TASK DATA:
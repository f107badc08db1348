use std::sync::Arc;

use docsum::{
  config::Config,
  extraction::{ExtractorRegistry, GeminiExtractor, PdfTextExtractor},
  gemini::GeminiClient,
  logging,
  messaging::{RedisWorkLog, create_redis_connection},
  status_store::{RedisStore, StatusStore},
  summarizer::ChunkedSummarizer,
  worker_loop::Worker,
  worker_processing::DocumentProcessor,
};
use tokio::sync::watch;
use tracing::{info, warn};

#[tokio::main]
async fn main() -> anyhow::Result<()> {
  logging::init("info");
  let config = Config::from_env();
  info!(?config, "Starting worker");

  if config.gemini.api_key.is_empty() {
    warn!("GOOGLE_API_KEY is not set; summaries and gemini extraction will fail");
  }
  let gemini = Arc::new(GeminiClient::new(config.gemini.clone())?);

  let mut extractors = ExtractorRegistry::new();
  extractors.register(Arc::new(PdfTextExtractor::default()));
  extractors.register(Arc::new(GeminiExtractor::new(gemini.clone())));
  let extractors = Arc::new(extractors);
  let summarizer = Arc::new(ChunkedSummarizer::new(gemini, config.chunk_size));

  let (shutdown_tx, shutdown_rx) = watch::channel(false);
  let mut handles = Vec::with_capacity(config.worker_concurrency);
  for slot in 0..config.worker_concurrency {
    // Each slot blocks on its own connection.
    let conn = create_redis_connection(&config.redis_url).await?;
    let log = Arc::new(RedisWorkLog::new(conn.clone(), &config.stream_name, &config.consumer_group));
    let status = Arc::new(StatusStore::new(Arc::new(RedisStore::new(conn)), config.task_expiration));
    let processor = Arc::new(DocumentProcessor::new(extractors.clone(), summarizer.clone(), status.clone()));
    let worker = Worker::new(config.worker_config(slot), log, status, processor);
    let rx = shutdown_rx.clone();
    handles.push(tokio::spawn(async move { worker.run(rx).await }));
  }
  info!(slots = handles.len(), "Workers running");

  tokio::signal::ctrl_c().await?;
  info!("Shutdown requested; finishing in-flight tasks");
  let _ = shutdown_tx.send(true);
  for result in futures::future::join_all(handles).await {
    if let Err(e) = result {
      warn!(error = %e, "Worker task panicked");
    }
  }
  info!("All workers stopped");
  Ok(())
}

---

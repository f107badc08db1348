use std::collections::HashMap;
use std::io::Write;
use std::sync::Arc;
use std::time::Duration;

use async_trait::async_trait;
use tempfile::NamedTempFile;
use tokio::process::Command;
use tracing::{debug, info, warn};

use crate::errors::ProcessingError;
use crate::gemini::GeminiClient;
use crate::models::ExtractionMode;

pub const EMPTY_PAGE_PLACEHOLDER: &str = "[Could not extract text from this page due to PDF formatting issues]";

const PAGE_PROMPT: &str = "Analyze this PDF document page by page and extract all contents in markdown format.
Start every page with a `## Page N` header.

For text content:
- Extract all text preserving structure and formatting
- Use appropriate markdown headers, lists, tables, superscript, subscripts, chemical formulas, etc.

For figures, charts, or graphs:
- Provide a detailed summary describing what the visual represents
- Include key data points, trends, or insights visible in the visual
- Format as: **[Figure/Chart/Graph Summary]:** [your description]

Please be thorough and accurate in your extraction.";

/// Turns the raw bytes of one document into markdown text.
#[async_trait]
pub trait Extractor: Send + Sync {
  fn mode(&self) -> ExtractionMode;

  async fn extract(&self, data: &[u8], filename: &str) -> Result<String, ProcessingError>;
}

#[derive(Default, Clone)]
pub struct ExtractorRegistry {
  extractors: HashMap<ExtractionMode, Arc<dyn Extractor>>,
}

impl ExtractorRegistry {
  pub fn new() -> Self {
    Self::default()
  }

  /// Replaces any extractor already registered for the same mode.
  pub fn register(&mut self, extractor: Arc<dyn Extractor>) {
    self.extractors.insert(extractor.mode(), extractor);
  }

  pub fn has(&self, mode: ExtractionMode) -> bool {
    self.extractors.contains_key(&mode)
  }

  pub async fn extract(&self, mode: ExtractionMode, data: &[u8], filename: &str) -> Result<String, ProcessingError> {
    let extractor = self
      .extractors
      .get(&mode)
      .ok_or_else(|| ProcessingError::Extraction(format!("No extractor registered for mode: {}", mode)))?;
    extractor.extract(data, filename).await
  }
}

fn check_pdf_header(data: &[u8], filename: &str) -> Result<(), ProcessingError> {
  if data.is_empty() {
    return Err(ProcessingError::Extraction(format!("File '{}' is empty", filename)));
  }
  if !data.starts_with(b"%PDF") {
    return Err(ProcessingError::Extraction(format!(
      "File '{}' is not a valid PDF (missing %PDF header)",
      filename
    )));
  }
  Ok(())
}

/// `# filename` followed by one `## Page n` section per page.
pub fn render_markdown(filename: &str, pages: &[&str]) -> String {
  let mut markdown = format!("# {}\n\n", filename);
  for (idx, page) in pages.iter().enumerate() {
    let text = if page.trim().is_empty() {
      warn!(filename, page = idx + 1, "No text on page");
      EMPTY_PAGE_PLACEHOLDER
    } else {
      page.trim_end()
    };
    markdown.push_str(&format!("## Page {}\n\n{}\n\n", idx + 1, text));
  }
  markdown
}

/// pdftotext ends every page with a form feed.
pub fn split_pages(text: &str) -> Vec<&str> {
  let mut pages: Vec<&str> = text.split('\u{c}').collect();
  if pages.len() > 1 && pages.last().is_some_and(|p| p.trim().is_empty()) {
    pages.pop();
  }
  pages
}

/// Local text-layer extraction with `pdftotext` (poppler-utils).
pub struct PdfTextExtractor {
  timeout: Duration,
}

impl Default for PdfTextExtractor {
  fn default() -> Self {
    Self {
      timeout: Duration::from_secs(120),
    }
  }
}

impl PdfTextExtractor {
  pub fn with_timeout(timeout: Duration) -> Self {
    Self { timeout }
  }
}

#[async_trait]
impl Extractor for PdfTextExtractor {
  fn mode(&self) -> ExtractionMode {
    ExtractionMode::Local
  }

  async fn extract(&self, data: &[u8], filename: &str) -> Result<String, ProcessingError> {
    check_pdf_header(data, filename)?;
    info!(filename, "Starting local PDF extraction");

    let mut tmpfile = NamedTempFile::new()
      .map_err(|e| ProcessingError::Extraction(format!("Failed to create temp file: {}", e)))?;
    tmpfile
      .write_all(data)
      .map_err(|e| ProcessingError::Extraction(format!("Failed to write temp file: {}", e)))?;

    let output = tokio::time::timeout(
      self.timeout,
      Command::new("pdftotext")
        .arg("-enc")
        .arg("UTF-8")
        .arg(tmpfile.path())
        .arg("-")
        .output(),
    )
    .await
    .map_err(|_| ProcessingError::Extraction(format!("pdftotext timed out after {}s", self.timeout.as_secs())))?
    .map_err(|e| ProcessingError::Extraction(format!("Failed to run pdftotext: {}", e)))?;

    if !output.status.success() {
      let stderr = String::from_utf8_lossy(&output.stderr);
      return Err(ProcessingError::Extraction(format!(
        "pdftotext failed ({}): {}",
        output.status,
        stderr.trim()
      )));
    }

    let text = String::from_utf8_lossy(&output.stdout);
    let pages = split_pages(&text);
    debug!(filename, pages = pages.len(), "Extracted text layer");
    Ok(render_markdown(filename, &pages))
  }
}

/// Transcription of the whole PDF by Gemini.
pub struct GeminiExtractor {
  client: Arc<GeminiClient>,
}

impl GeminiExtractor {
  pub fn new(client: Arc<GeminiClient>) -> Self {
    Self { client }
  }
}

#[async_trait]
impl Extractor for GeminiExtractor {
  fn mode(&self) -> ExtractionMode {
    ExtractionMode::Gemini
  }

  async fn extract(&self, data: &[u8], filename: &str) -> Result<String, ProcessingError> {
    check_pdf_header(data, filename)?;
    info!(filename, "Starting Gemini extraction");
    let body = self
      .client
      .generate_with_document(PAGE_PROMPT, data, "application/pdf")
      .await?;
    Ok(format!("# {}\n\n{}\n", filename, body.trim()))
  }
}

* * *

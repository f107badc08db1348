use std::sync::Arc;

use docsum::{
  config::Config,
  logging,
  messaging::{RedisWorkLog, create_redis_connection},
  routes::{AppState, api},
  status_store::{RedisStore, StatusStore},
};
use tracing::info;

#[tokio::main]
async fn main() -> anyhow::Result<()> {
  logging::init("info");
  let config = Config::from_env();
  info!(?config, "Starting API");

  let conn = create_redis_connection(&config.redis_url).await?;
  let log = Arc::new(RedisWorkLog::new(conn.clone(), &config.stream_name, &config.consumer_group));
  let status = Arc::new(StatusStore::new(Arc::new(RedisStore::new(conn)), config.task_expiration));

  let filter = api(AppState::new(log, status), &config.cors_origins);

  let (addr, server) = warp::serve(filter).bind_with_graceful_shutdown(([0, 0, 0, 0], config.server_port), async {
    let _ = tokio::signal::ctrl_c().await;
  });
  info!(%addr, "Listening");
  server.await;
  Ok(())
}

TASK REQUIREMENTS: State the count of lines in the preceding listing that include the string "every". No other words belong in the answer.

RESPONSE TO THE EXERCISE: 2